To Paul Krugman's complaint that right-wing triumphs get characterized by the mass media as "conservatives on the march," while liberal triumphs produce headlines about a return to the "center," Matt writes:
But here's the thing, I've heard conservatives complain about this too. When conservatives secure political power, it's all "holy shit: conservatives!" but when liberals secure political power, it's all "don't worry, they're centrists." There's truth to both perspectives here, but I think the right fundamentally has the better of this argument. It wouldn't have been helpful to liberals or to liberalism for Time to greet the 2006 elections with a photo of Nancy Pelosi flanked by Charlie Rangel, Henry Waxman, David Obey, and John Conyers under the headline "THE LIBERAL TAKEOVER."
To which Ezra rejoins:
That said, it does pound in some narratives that matter. To go back to my Heath Shuler article, it was the Right who sought to argue that he was a conservative. They did that because it was good for the press to report the election as a triumph for "conservatism," that reigning ideology that had been failed by perfidious Republicans. So rather than the collapse of years of unified conservative rule being seen as the failure of the ideology, which would in turn lead the press to paint future adherents as politically radioactive, it actually enhanced the superficial appeal of "pure conservatism."

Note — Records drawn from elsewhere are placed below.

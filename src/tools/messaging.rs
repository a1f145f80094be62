// src/tools/messaging.rs

//! Private messages carried in encrypted transfer memos.

use schemars::JsonSchema;
use serde::{Deserialize, Serialize};
use serde_json::json;
use tracing::{info, warn};
use validator::{Validate, ValidationError};

use super::{broadcast_result, find_account, with_hint};
use crate::blockchain::memo::{self, MEMO_MARKER};
use crate::blockchain::operations::{Asset, AssetSymbol, TransferOperation};
use crate::blockchain::{PrivateKey, PublicKey};
use crate::credentials::KeyRole;
use crate::mcp::registry::{ToolDescriptor, ToolError, ToolOutput};
use crate::AppState;

const ENCRYPT_HINT: &str = "Encryption requires your private memo key.";
const DECRYPT_HINT: &str = "Decryption requires your private memo key.";
const DECRYPTION_FAILED: &str = "[Decryption failed]";

#[derive(Debug, Deserialize, Validate, JsonSchema)]
pub struct EncryptMessageParams {
    /// Message to encrypt
    #[validate(length(min = 1))]
    pub message: String,
    /// Hive username of the recipient
    #[validate(length(min = 1))]
    pub recipient: String,
}

#[derive(Debug, Deserialize, Validate, JsonSchema)]
pub struct DecryptMessageParams {
    /// Encrypted message (starts with #)
    #[validate(custom = "validate_encrypted")]
    pub encrypted_message: String,
    /// Hive username of the sender
    #[validate(length(min = 1))]
    pub sender: String,
}

#[derive(Debug, Deserialize, Validate, JsonSchema)]
pub struct SendEncryptedMessageParams {
    /// Message to encrypt and send
    #[validate(length(min = 1))]
    pub message: String,
    /// Hive username of the recipient
    #[validate(length(min = 1))]
    pub recipient: String,
    /// Amount of HIVE to send (minimum 0.001)
    #[serde(default = "default_message_amount")]
    #[validate(range(min = 0.001))]
    pub amount: f64,
}

#[derive(Debug, Deserialize, Validate, JsonSchema)]
pub struct GetEncryptedMessagesParams {
    /// Hive username to fetch encrypted messages for. Defaults to HIVE_USERNAME.
    #[serde(default)]
    pub username: Option<String>,
    /// Maximum number of messages to retrieve
    #[serde(default = "default_message_limit")]
    #[validate(range(min = 1, max = 100))]
    pub limit: u32,
    /// Whether to attempt decryption of messages
    #[serde(default)]
    pub decrypt: bool,
}

fn default_message_amount() -> f64 {
    0.001
}

fn default_message_limit() -> u32 {
    20
}

#[allow(clippy::ptr_arg)]
fn validate_encrypted(raw: &String) -> Result<(), ValidationError> {
    if memo::is_encrypted(raw) {
        Ok(())
    } else {
        let mut err = ValidationError::new("memo");
        err.message = Some(format!("must start with '{MEMO_MARKER}'").into());
        Err(err)
    }
}

/// Direction of a memo transfer relative to the queried account.
#[derive(Debug, Clone, Copy, PartialEq, Eq, Serialize)]
#[serde(rename_all = "lowercase")]
pub enum Direction {
    Received,
    Sent,
}

#[derive(Debug, Clone, PartialEq, Serialize)]
pub struct EncryptedMessage {
    pub index: u64,
    pub transaction_id: String,
    pub timestamp: String,
    pub direction: Direction,
    pub counterparty: String,
    pub amount: String,
    pub encrypted_message: String,
    pub decrypted_message: Option<String>,
}

pub(crate) fn tools() -> Vec<ToolDescriptor> {
    vec![
        ToolDescriptor::new(
            "encrypt_message",
            "Encrypt a message for a specific Hive account using memo encryption",
            encrypt_message,
        ),
        ToolDescriptor::new(
            "decrypt_message",
            "Decrypt an encrypted message received from a specific Hive account",
            decrypt_message,
        ),
        ToolDescriptor::new(
            "send_encrypted_message",
            "Send an encrypted message to a Hive account using a small token transfer",
            send_encrypted_message,
        ),
        ToolDescriptor::new(
            "get_encrypted_messages",
            "Retrieve encrypted messages from account history with optional decryption",
            get_encrypted_messages,
        ),
    ]
}

/// Public memo key of `username`, straight from the chain.
async fn memo_public_key(state: &AppState, username: &str) -> Result<PublicKey, ToolError> {
    let fetch_error =
        |reason: String| ToolError::Other(format!("Error fetching memo key for {username}: {reason}"));
    let account = find_account(state, username)
        .await?
        .ok_or_else(|| fetch_error(format!("User {username} not found")))?;
    account
        .memo_key
        .parse()
        .map_err(|e| fetch_error(format!("invalid memo key: {e}")))
}

fn memo_key(state: &AppState, hint: &str) -> Result<PrivateKey, ToolError> {
    state
        .credentials
        .signing_key(KeyRole::Memo)
        .map_err(|e| with_hint(e, hint))
}

pub async fn encrypt_message(
    state: AppState,
    params: EncryptMessageParams,
) -> Result<ToolOutput, ToolError> {
    let key = memo_key(&state, ENCRYPT_HINT)?;
    let recipient_key = memo_public_key(&state, &params.recipient).await?;

    let encrypted = memo::encode(&key, &recipient_key, &params.message)
        .map_err(|e| ToolError::Other(e.to_string()))?;

    Ok(ToolOutput::Json(json!({
        "success": true,
        "recipient": params.recipient,
        "encrypted_message": encrypted,
        "note": "This encrypted message can only be decrypted by the recipient using their private memo key.",
    })))
}

pub async fn decrypt_message(
    state: AppState,
    params: DecryptMessageParams,
) -> Result<ToolOutput, ToolError> {
    let key = memo_key(&state, DECRYPT_HINT)?;
    // confirms the sender exists; the memo itself names both keys
    memo_public_key(&state, &params.sender).await?;

    let decrypted = memo::decode(&key, &params.encrypted_message).map_err(|e| {
        ToolError::Invalid(format!(
            "Failed to decrypt message: {e}. This could be because the message was not encrypted for you, or the sender information is incorrect."
        ))
    })?;

    Ok(ToolOutput::Json(json!({
        "success": true,
        "sender": params.sender,
        "decrypted_message": decrypted,
    })))
}

pub async fn send_encrypted_message(
    state: AppState,
    params: SendEncryptedMessageParams,
) -> Result<ToolOutput, ToolError> {
    let (from, active_key) = state
        .credentials
        .account_key(KeyRole::Active)
        .map_err(|e| with_hint(e, "Sending requires an active key."))?;
    let memo_private = memo_key(&state, ENCRYPT_HINT)?;
    let recipient_key = memo_public_key(&state, &params.recipient).await?;

    let encrypted = memo::encode(&memo_private, &recipient_key, &params.message)
        .map_err(|e| ToolError::Other(e.to_string()))?;
    let amount = Asset::from_amount(params.amount, AssetSymbol::Hive);

    let transfer = TransferOperation {
        from: from.clone(),
        to: params.recipient.clone(),
        amount,
        memo: encrypted.clone(),
    };
    let confirmation = state.hive.transfer(transfer, &active_key).await?;
    info!(from = %from, to = %params.recipient, trx_id = %confirmation.id, "Encrypted message sent");

    Ok(ToolOutput::Json(broadcast_result(
        &state.config,
        &confirmation,
        json!({
            "from": from,
            "to": params.recipient,
            "amount": amount.to_string(),
            "encrypted_message": encrypted,
        }),
    )))
}

pub async fn get_encrypted_messages(
    state: AppState,
    params: GetEncryptedMessagesParams,
) -> Result<ToolOutput, ToolError> {
    let username = match params.username.filter(|u| !u.trim().is_empty()) {
        Some(name) => name,
        None => state.credentials.username().ok_or_else(|| {
            ToolError::Invalid(
                "Error: No username provided and HIVE_USERNAME environment variable is not set"
                    .to_string(),
            )
        })?,
    };

    // Over-fetch: most history entries are not memo transfers.
    let history = state
        .hive
        .get_account_history(&username, -1, params.limit * 3)
        .await?;

    let mut messages: Vec<EncryptedMessage> = history
        .into_iter()
        .rev()
        .filter(|(_, entry)| entry.op_type() == "transfer")
        .filter_map(|(index, entry)| {
            let op = entry.op_data();
            let memo = op.get("memo").and_then(|m| m.as_str())?;
            if !memo::is_encrypted(memo) {
                return None;
            }
            let field = |name: &str| op.get(name).and_then(|v| v.as_str()).unwrap_or_default().to_string();
            let (direction, counterparty) = if field("to") == username {
                (Direction::Received, field("from"))
            } else {
                (Direction::Sent, field("to"))
            };
            Some(EncryptedMessage {
                index,
                transaction_id: entry.trx_id.clone(),
                timestamp: entry.timestamp.clone(),
                direction,
                counterparty,
                amount: field("amount"),
                encrypted_message: memo.to_string(),
                decrypted_message: None,
            })
        })
        .take(params.limit as usize)
        .collect();

    if params.decrypt {
        match state.credentials.signing_key(KeyRole::Memo) {
            Ok(key) => {
                for message in &mut messages {
                    let index = message.index;
                    let text = memo::decode(&key, &message.encrypted_message).unwrap_or_else(|e| {
                        warn!(index, "Failed to decrypt message: {}", e);
                        DECRYPTION_FAILED.to_string()
                    });
                    message.decrypted_message = Some(text);
                }
            }
            Err(e) => warn!("Skipping decryption: {}", e),
        }
    }

    let note = if params.decrypt {
        "Messages were decrypted using your private memo key"
    } else {
        "Set 'decrypt' parameter to true to attempt decryption of messages"
    };
    Ok(ToolOutput::Json(json!({
        "account": username,
        "messages_count": messages.len(),
        "messages": messages,
        "note": note,
    })))
}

I think both Matt and Ezra are right, because they're talking about different terminology. To the extent that the term "conservative Democrat" creeps into the narrative where Democrats like Shuler and Jim Webb are concerned, it's a (minor) victory for conservative talking points. To the extent that winning Democrats are described as centrists, though, it's a sign that liberal media bias - in which a moderate liberalism is the center, and everything else is right-wing kookery - is defining the terms of the discussion.